Il paradosso è quindi avere un esecutivo che chiede la fiducia per il 51 per cento delle leggi – il rapporto più alto mai raggiunto negli ultimi dieci anni – tra cui quella elettorale (che dovrebbe richiedere la ricerca di consenso tra i partiti di maggioranza e opposizione), ma non se la sente di utilizzare lo stesso strumento per forzare il Parlamento a una scelta così importante. A chiarire le cose, dando indirettamente un’indicazione molto precisa al governo, ci ha pensato poi il segretario del Pd, Matteo Renzi, che ha voluto minimizzare il problema in un’intervista uscita il 14 ottobre su Repubblica: «Per me lo ius culturae arriverà. È scritto. Non so se in questa legislatura o nella prossima, questo non so dirlo. Però so una cosa: farne l’unica battaglia di principio paradossalmente non fa l’interesse dei soggetti a cui è rivolta. È un problema tattico, direi».
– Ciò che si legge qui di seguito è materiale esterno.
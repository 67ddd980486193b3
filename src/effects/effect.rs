//! The closed effect family.

use serde::ser::Serializer;
use serde::{Deserialize, Deserializer, Serialize};

use crate::vocab::{Element, EffectType};

use super::dispatch;
use super::record::deserialize_record;
use super::trigger::Trigger;
use super::variants::{
    AddDiceEffect, AttackEffect, BuffEffect, CardEffect, ClearEffect, DecrementEffect,
    DestroyEffect, DiscountEffect, DrawEffect, EffectVariant, EnergyEffect, ExtendEffect,
    ForceSwitchEffect, HealEffect, InfuseEffect, ReferenceEffect, SummonEffect, SwapEffect,
    SwitchEffect,
};

/// Run `$body` with `$e` bound to the variant payload.
macro_rules! with_variant {
    ($effect:expr, $e:ident => $body:expr) => {
        match $effect {
            Effect::Card($e) => $body,
            Effect::Attack($e) => $body,
            Effect::Heal($e) => $body,
            Effect::Summon($e) => $body,
            Effect::Reference($e) => $body,
            Effect::Infuse($e) => $body,
            Effect::Switch($e) => $body,
            Effect::ForceSwitch($e) => $body,
            Effect::Buff($e) => $body,
            Effect::Clear($e) => $body,
            Effect::Discount($e) => $body,
            Effect::Decrement($e) => $body,
            Effect::Draw($e) => $body,
            Effect::AddDice($e) => $body,
            Effect::Destroy($e) => $body,
            Effect::Extend($e) => $body,
            Effect::Swap($e) => $body,
            Effect::Energy($e) => $body,
        }
    };
}

/// A declarative card-game rule effect.
///
/// Effects describe what a card, skill or status does, not how the
/// rules engine carries it out. Every variant owns exactly one
/// [`EffectType`] and carries a [`Trigger`].
///
/// ## Wire Form
///
/// On the wire an effect is a flat record: the `type` discriminator,
/// an optional `trigger` record, and the variant's own fields.
/// Deserialization goes through [`crate::decode`], so unknown
/// discriminators and malformed fields surface as
/// [`crate::ModelError`]s.
///
/// ```
/// use invokator::{Effect, Element};
///
/// let effect: Effect =
///     serde_json::from_str(r#"{"type": "attack", "damage": 2, "element": "Pyro"}"#).unwrap();
/// assert_eq!(effect, Effect::attack(2, Element::Pyro));
/// ```
#[derive(Clone, Debug, PartialEq, Eq, Hash)]
pub enum Effect {
    Card(CardEffect),
    Attack(AttackEffect),
    Heal(HealEffect),
    Summon(SummonEffect),
    Reference(ReferenceEffect),
    Infuse(InfuseEffect),
    Switch(SwitchEffect),
    ForceSwitch(ForceSwitchEffect),
    Buff(BuffEffect),
    Clear(ClearEffect),
    Discount(DiscountEffect),
    Decrement(DecrementEffect),
    Draw(DrawEffect),
    AddDice(AddDiceEffect),
    Destroy(DestroyEffect),
    Extend(ExtendEffect),
    Swap(SwapEffect),
    Energy(EnergyEffect),
}

impl Effect {
    /// The discriminator of this effect.
    #[must_use]
    pub fn effect_type(&self) -> EffectType {
        match self {
            Self::Card(_) => CardEffect::TYPE,
            Self::Attack(_) => AttackEffect::TYPE,
            Self::Heal(_) => HealEffect::TYPE,
            Self::Summon(_) => SummonEffect::TYPE,
            Self::Reference(_) => ReferenceEffect::TYPE,
            Self::Infuse(_) => InfuseEffect::TYPE,
            Self::Switch(_) => SwitchEffect::TYPE,
            Self::ForceSwitch(_) => ForceSwitchEffect::TYPE,
            Self::Buff(_) => BuffEffect::TYPE,
            Self::Clear(_) => ClearEffect::TYPE,
            Self::Discount(_) => DiscountEffect::TYPE,
            Self::Decrement(_) => DecrementEffect::TYPE,
            Self::Draw(_) => DrawEffect::TYPE,
            Self::AddDice(_) => AddDiceEffect::TYPE,
            Self::Destroy(_) => DestroyEffect::TYPE,
            Self::Extend(_) => ExtendEffect::TYPE,
            Self::Swap(_) => SwapEffect::TYPE,
            Self::Energy(_) => EnergyEffect::TYPE,
        }
    }

    /// The activation condition of this effect.
    #[must_use]
    pub fn trigger(&self) -> &Trigger {
        with_variant!(self, e => &e.trigger)
    }

    /// Replace the activation condition.
    #[must_use]
    pub fn with_trigger(mut self, trigger: Trigger) -> Self {
        with_variant!(&mut self, e => e.trigger = trigger);
        self
    }

    // === Convenience constructors ===

    /// Deal `damage` of `element`.
    pub fn attack(damage: i64, element: Element) -> Self {
        AttackEffect::new(damage, element).into()
    }

    /// Heal `amount` hit points.
    pub fn heal(amount: i64) -> Self {
        HealEffect::new(amount).into()
    }

    /// Draw `amount` cards.
    pub fn draw(amount: i64) -> Self {
        DrawEffect::new(amount).into()
    }

    /// Add `amount` bonus damage.
    pub fn buff(amount: i64) -> Self {
        BuffEffect::new(amount).into()
    }

    /// Summon `id`.
    pub fn summon(id: impl Into<String>) -> Self {
        SummonEffect::new(id).into()
    }

    /// Attach status effect `id`.
    pub fn status(id: impl Into<String>) -> Self {
        ReferenceEffect::new(id).into()
    }

    /// Infuse attacks with `element`.
    pub fn infuse(element: Element) -> Self {
        InfuseEffect::new(element).into()
    }

    /// Grant `amount` energy to the friendly active character.
    pub fn energy(amount: i64) -> Self {
        EnergyEffect::new(amount).into()
    }

    /// Remove the effect's own status.
    pub fn clear() -> Self {
        ClearEffect::default().into()
    }
}

impl Serialize for Effect {
    fn serialize<S>(&self, serializer: S) -> Result<S::Ok, S::Error>
    where
        S: Serializer,
    {
        #[derive(Serialize)]
        struct Tagged<'a, T> {
            #[serde(rename = "type")]
            kind: EffectType,
            #[serde(flatten)]
            body: &'a T,
        }

        let kind = self.effect_type();
        with_variant!(self, e => Tagged { kind, body: e }.serialize(serializer))
    }
}

impl<'de> Deserialize<'de> for Effect {
    fn deserialize<D>(deserializer: D) -> Result<Self, D::Error>
    where
        D: Deserializer<'de>,
    {
        deserialize_record(deserializer, dispatch::decode)
    }
}

macro_rules! into_effect {
    ($($variant:ident($ty:ident)),* $(,)?) => {
        $(
            impl From<$ty> for Effect {
                fn from(effect: $ty) -> Self {
                    Self::$variant(effect)
                }
            }
        )*
    };
}

into_effect!(
    Card(CardEffect),
    Attack(AttackEffect),
    Heal(HealEffect),
    Summon(SummonEffect),
    Reference(ReferenceEffect),
    Infuse(InfuseEffect),
    Switch(SwitchEffect),
    ForceSwitch(ForceSwitchEffect),
    Buff(BuffEffect),
    Clear(ClearEffect),
    Discount(DiscountEffect),
    Decrement(DecrementEffect),
    Draw(DrawEffect),
    AddDice(AddDiceEffect),
    Destroy(DestroyEffect),
    Extend(ExtendEffect),
    Swap(SwapEffect),
    Energy(EnergyEffect),
);
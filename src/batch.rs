//! Decoding sequences of effect records.
//!
//! Card data usually arrives as lists of effect records. The
//! [`ErrorPolicy`] in [`DecodeOptions`] decides whether one malformed
//! record aborts the batch or is reported next to the decoded effects.

use serde_json::Value;
use tracing::{debug, warn};

use crate::config::{DecodeOptions, ErrorPolicy};
use crate::effects::{decode_with, encode, Effect};
use crate::error::{BatchError, ModelError};

/// A record that failed to decode.
#[derive(Clone, Debug, PartialEq, Eq)]
pub struct RecordFailure {
    /// Position of the record in the input.
    pub index: usize,
    /// Why it failed.
    pub error: ModelError,
}

/// Outcome of a batch decode.
#[derive(Clone, Debug, Default, PartialEq, Eq)]
pub struct BatchReport {
    /// Decoded effects, in input order.
    pub effects: Vec<Effect>,
    /// Records that failed, in input order. Always empty under
    /// [`ErrorPolicy::Abort`].
    pub failures: Vec<RecordFailure>,
}

impl BatchReport {
    /// True when every record decoded.
    #[must_use]
    pub fn is_clean(&self) -> bool {
        self.failures.is_empty()
    }

    /// Number of records seen.
    #[must_use]
    pub fn total(&self) -> usize {
        self.effects.len() + self.failures.len()
    }
}

/// Decode a sequence of effect records.
///
/// ## Example
///
/// ```
/// use invokator::{decode_batch, DecodeOptions};
/// use serde_json::json;
///
/// let records = [json!({"type": "draw", "amount": 2}), json!({"type": "nope"})];
///
/// let err = decode_batch(&records, &DecodeOptions::default()).unwrap_err();
/// assert_eq!(err.index, 1);
///
/// let report = decode_batch(&records, &DecodeOptions::new().collect_errors()).unwrap();
/// assert_eq!(report.effects.len(), 1);
/// assert_eq!(report.failures[0].index, 1);
/// ```
pub fn decode_batch(records: &[Value], options: &DecodeOptions) -> Result<BatchReport, BatchError> {
    let mut report = BatchReport::default();

    for (index, record) in records.iter().enumerate() {
        match decode_with(record, options) {
            Ok(effect) => report.effects.push(effect),
            Err(error) => match options.on_error {
                ErrorPolicy::Abort => return Err(BatchError { index, source: error }),
                ErrorPolicy::Collect => {
                    warn!(index, error = %error, "skipping malformed effect record");
                    report.failures.push(RecordFailure { index, error });
                }
            },
        }
    }

    debug!(
        decoded = report.effects.len(),
        failed = report.failures.len(),
        "decoded effect batch"
    );
    Ok(report)
}

/// Encode a sequence of effects as an array of records.
#[must_use]
pub fn encode_batch(effects: &[Effect]) -> Value {
    Value::Array(effects.iter().map(encode).collect())
}

#[cfg(test)]
mod tests {
    use serde_json::json;

    use super::*;
    use crate::vocab::Element;

    fn records() -> Vec<Value> {
        vec![
            json!({"type": "attack", "damage": 1, "element": "Geo"}),
            json!({"type": "attack", "element": "Geo"}),
            json!("not a record"),
            json!({"type": "clear"}),
        ]
    }

    #[test]
    fn test_abort_reports_first_failure() {
        let err = decode_batch(&records(), &DecodeOptions::default()).unwrap_err();
        assert_eq!(err.index, 1);
        assert_eq!(err.source.field_name(), Some("damage"));
    }

    #[test]
    fn test_collect_keeps_going() {
        let report = decode_batch(&records(), &DecodeOptions::new().collect_errors()).unwrap();

        assert_eq!(report.effects, vec![Effect::attack(1, Element::Geo), Effect::clear()]);
        let indices: Vec<_> = report.failures.iter().map(|f| f.index).collect();
        assert_eq!(indices, vec![1, 2]);
        assert_eq!(report.failures[1].error, ModelError::NotARecord { found: "string" });
        assert_eq!(report.total(), 4);
        assert!(!report.is_clean());
    }

    #[test]
    fn test_empty_batch() {
        let report = decode_batch(&[], &DecodeOptions::default()).unwrap();
        assert!(report.is_clean());
        assert_eq!(report.total(), 0);
    }

    #[test]
    fn test_encode_batch_round_trips() {
        let effects = vec![Effect::draw(1), Effect::summon("oz")];
        let encoded = encode_batch(&effects);
        let records = encoded.as_array().unwrap();

        let report = decode_batch(records, &DecodeOptions::default()).unwrap();
        assert_eq!(report.effects, effects);
    }
}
Non è chiaro in che modo farne una battaglia di principio (perché l’unica?) possa costituire un danno per i diretti interessati. Al limite il “problema tattico” sussiste per un partito di centrosinistra che pensa di allargare la sua base elettorale rifornendosi tra gli elettori della Lega Nord. Ma qui ci fermiamo nell’analisi, perché non è un nostro problema dare opinioni sulle strategie elettorali dei partiti. Un ultimo appunto: l’ottimismo è sempre apprezzabile, ma chi ha detto che nella prossima legislatura il parere del segretario del Pd conti qualcosa nell’approvazione dello ius soli? C’è un piccolo intoppo che separa la fine di questa legislatura dall’inizio della prossima: le elezioni.

Se non altro possiamo rallegrarci del fatto che in qualche modo si stia ancora parlando di ius soli e ius culturae, e questo si deve a una mobilitazione promossa da Insegnanti per la cittadinanza, lanciata il 17 settembre e iniziata ufficialmente il 3 ottobre con varie iniziative, tra cui uno “sciopero della fame a staffetta” che sta tutt’ora proseguendo. A partire da quel giorno, grazie anche all’attenzione mediatica che l’iniziativa si è conquistata, la politica è stata in qualche modo forzata a riprendere il dibattito, se non altro per spiegare in maniera chiara quali sono i motivi per cui non sarebbe ancora il momento giusto per approvare la legge. Il chiarimento ovviamente non è arrivato, ma almeno si è tolta la polvere da un tema che in molti avrebbero preferito rimettere nell’armadio per ancora chissà quanti anni.

Come spiegava il senatore Luigi Manconi (del Pd, seppure si possa considerare un “battitore libero” della politica) durante un incontro a Bologna lo scorso 13 ottobre, l’occasione è unica. «Se non si approva la riforma dello ius soli in questa legislatura, se ne riparlerà tra vent’anni». Nonostante ciò che va dicendo il segretario del Pd (per ovvie ragioni di propaganda elettorale), gli equilibri della politica non sono favorevoli alle forze che oggi potrebbero spingere per approvare la legge. Le prossime elezioni potrebbero spostare radicalmente il baricentro del Parlamento, e dunque per l’intera legislatura di ius soli non si parlerebbe più. L’unico modo per dimostrare che non c’è alcuna tattica, è proprio farne una questione di principio. Ora, perché di tempo se n’è già perso abbastanza.